What are you thinking about now that you weren’t thinking about before the museum closed?

So many things! I’m thinking about what a twenty-first-century museum is and how that relates to our department. Right now, in design, there are so many rapid changes happening as the tools change with technological advancements. I’m grappling with how a museum that collects design objects functions when so much of design is moving toward interface and user experience. Within our department, how do we not only upgrade and maintain these tech-laden design projects but also display them? It no longer feels appropriate just to display only the hardware without the interface. Additionally, multiple questions come up about collecting commercially available products. Admittedly, Apple is pretty savvy about how they display their products within a store. How does a museum contextualize such products in a dynamic presentation? I’m really excited to be taking on these questions within our department.

If you could spend an afternoon with anyone living or dead, who would it be?

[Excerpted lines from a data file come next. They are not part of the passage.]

// Copyright 2024
//
// Licensed under the Apache License, Version 2.0 (the "License");
// you may not use this file except in compliance with the License.
// You may obtain a copy of the License at
//
//      http://www.apache.org/licenses/LICENSE-2.0
//
// Unless required by applicable law or agreed to in writing, software
// distributed under the License is distributed on an "AS IS" BASIS,
// WITHOUT WARRANTIES OR CONDITIONS OF ANY KIND, either express or implied.
// See the License for the specific language governing permissions and
// limitations under the License.

//! Tests for the FramedReader implementation.

pub mod push_mode_tests;

use std::io::{BufRead, Read};

use crate::error::FramedError;
use crate::reader::{FramedReader, FramedReaderConfig, ReaderState};
use crate::tests::utils::{
    decode_all, encode_all, init_logging, literal_chunk, random_data, stream_of, text_data,
};

#[test]
fn test_round_trip_small() {
    let stream = encode_all(b"test");
    assert_eq!(decode_all(&stream).unwrap(), b"test");
}

#[test]
fn test_round_trip_constant_and_random() {
    let constant = vec![0u8; 1 << 20];
    assert_eq!(decode_all(&encode_all(&constant)).unwrap(), constant);

    let random = random_data(1 << 20, 3);
    assert_eq!(decode_all(&encode_all(&random)).unwrap(), random);
}

#[test]
fn test_empty_stream_is_empty() {
    let mut reader = FramedReader::new(&b""[..]);
    let mut buf = [0u8; 16];
    assert_eq!(reader.read_data(&mut buf).unwrap(), 0);
    assert!(reader.is_finished());

    // Finished readers keep reporting end of stream.
    assert_eq!(reader.read_data(&mut buf).unwrap(), 0);
}

#[test]
fn test_identifier_only_stream_is_empty() {
    let stream = stream_of(&[]);
    assert!(decode_all(&stream).unwrap().is_empty());
}

#[test]
fn test_small_reads_see_every_byte() {
    let data = text_data(100_000);
    let stream = encode_all(&data);

    let mut reader = FramedReader::new(&stream[..]);
    let mut decoded = Vec::new();
    let mut buf = [0u8; 7];
    loop {
        let n = reader.read_data(&mut buf).unwrap();
        if n == 0 {
            break;
        }
        decoded.extend_from_slice(&buf[..n]);
    }
    assert_eq!(decoded, data);
}

#[test]
fn test_read_serves_one_block_at_a_time() {
    let stream = stream_of(&[literal_chunk(b"first"), literal_chunk(b"second")]);
    let mut reader = FramedReader::new(&stream[..]);

    let mut buf = [0u8; 64];
    assert_eq!(reader.read_data(&mut buf).unwrap(), 5);
    assert_eq!(&buf[..5], b"first");
    assert_eq!(reader.read_data(&mut buf).unwrap(), 6);
    assert_eq!(&buf[..6], b"second");
    assert_eq!(reader.read_data(&mut buf).unwrap(), 0);
}

#[test]
fn test_empty_data_chunks_are_skipped() {
    let stream = stream_of(&[literal_chunk(b""), literal_chunk(b""), literal_chunk(b"x")]);
    assert_eq!(decode_all(&stream).unwrap(), b"x");
}

#[test]
fn test_buf_read_lines() {
    let data = text_data(50_000);
    let stream = encode_all(&data);

    let reader = FramedReader::new(&stream[..]);
    let lines: Vec<String> = reader.lines().map(|l| l.unwrap()).collect();

    let expected: Vec<&str> = std::str::from_utf8(&data).unwrap().lines().collect();
    assert_eq!(lines, expected);
}

#[test]
fn test_buf_read_fill_and_consume() {
    let stream = stream_of(&[literal_chunk(b"abcdef")]);
    let mut reader = FramedReader::new(&stream[..]);

    assert_eq!(reader.fill_buf().unwrap(), b"abcdef");
    reader.consume(4);
    assert_eq!(reader.buffered_len(), 2);
    assert_eq!(reader.fill_buf().unwrap(), b"ef");
    reader.consume(100);
    assert!(reader.fill_buf().unwrap().is_empty());
}

#[test]
fn test_error_is_latched() {
    init_logging();

    let mut stream = encode_all(b"some data that will be damaged");
    let last = stream.len() - 1;
    stream[last] ^= 0x01;

    let mut reader = FramedReader::new(&stream[..]);
    let mut buf = [0u8; 64];
    assert!(matches!(
        reader.read_data(&mut buf),
        Err(FramedError::ChecksumMismatch { .. })
    ));
    assert!(matches!(reader.get_state(), ReaderState::Failed(_)));

    // Every later call reports the same failure.
    assert!(matches!(
        reader.read_data(&mut buf),
        Err(FramedError::ChecksumMismatch { .. })
    ));
    assert!(matches!(
        reader.write_to(&mut Vec::<u8>::new()),
        Err(FramedError::ChecksumMismatch { .. })
    ));
}

#[test]
fn test_data_before_damage_is_delivered() {
    let mut bad = literal_chunk(b"bad");
    let last = bad.len() - 1;
    bad[last] ^= 0xff;
    let stream = stream_of(&[literal_chunk(b"good"), bad]);

    let mut reader = FramedReader::new(&stream[..]);
    let mut buf = [0u8; 64];
    assert_eq!(reader.read_data(&mut buf).unwrap(), 4);
    assert_eq!(&buf[..4], b"good");
    assert!(reader.read_data(&mut buf).is_err());
}

#[test]
fn test_reset_recovers_from_failure() {
    let good = encode_all(&text_data(20_000));
    let mut bad = good.clone();
    bad.truncate(bad.len() - 3);

    let mut reader = FramedReader::new(&bad[..]);
    let mut sink = Vec::new();
    assert!(matches!(
        reader.read_to_end(&mut sink).map_err(FramedError::from),
        Err(FramedError::UnexpectedEof(_))
    ));

    let capacity = reader.scratch_capacity();
    reader.reset(&good[..]);
    assert!(matches!(reader.get_state(), ReaderState::Open));
    assert_eq!(reader.scratch_capacity(), capacity);

    let mut decoded = Vec::new();
    reader.read_to_end(&mut decoded).unwrap();
    assert_eq!(decoded, text_data(20_000));
}

#[test]
fn test_reset_requires_new_identifier() {
    let stream = encode_all(b"first stream");
    let mut reader = FramedReader::new(&stream[..]);
    let mut decoded = Vec::new();
    reader.read_to_end(&mut decoded).unwrap();

    // A stream without its own identifier is rejected after reset.
    let headless = literal_chunk(b"no identifier");
    reader.reset(&headless[..]);
    assert!(matches!(
        reader.read_data(&mut [0u8; 16]),
        Err(FramedError::MissingStreamIdentifier)
    ));
}

#[test]
fn test_reset_drops_pending_bytes() {
    let stream = stream_of(&[literal_chunk(b"abcdef")]);
    let mut reader = FramedReader::new(&stream[..]);
    let mut buf = [0u8; 2];
    reader.read_data(&mut buf).unwrap();
    assert_eq!(reader.buffered_len(), 4);

    let other = stream_of(&[literal_chunk(b"xyz")]);
    reader.reset(&other[..]);
    assert_eq!(reader.buffered_len(), 0);

    let mut decoded = Vec::new();
    reader.read_to_end(&mut decoded).unwrap();
    assert_eq!(decoded, b"xyz");
}

#[test]
fn test_small_initial_capacity_grows() {
    let data = text_data(300_000);
    let stream = encode_all(&data);

    let config = FramedReaderConfig {
        initial_buffer_capacity: 0,
    };
    let mut reader = FramedReader::with_config(&stream[..], config);
    let mut decoded = Vec::new();
    reader.read_to_end(&mut decoded).unwrap();
    assert_eq!(decoded, data);
}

Interestingly, the last few projects I worked on were focused on deceased practitioners, which allowed a proximity to their work and thinking that is different from working directly with living designers. I would have loved to have met Tobias Wong, Buckminster Fuller, and A. Quincy Jones in their lifetimes, and I wish I could have continued conversations with Lebbeus Woods, who sadly passed away while we were organizing a recent exhibition on his work.

However, given the collective interest the museum has in pondering a twenty-first-century museum, and the A+D department’s interest in considering new methods of display, interpretation, and conservation of product design, I wish that I could spend an afternoon with Bill Moggridge. He was a designer, a founding partner of IDEO, and before he passed away last year, the director of the Cooper Hewitt National Design Museum. His view of design went beyond hardware to study and enhance the user experience. As we lessen our reliance on objects and deepen our dependence on software, Moggridge is someone I am looking to as a pioneer in this area and wish I could call on a regular basis.

If you could steal any artwork to have in your house, what would it be?

James Welling’s early photographs from 1980, like Triptych (B39), 1980.

These small works are so amazing. For me, they are rich formally and conceptually. Triptych (B39) could represent so many different surfaces from the macro (a galaxy? topography? map?) to the micro (skin? bacteria?). The sense of depth that is created by light and reflection is stunning. To learn that it is an image of crumpled aluminum foil adds another dimension, which, for me, is funny, clever, and practical. I could stare at this work for a long time and see it differently with each encounter.

I suppose they are small enough to pocket, but I have too much respect for the collector who got one of these in the eighties to do that.

If you weren’t the head of architecture and design at SFMOMA, what would your gig be?

I’m doing exactly what I want to do, so I can’t really think of anything else I’d rather be doing. If I had to think about this falling through, I would spend more time with my kids.

Have you ever run out of money?

I’m always on the edge of running out of money. I was just thinking that there must be some sort of financial auditing app or software that could optimize spending the way you can optimize a computer. If the program doesn’t exist, someone should think of that.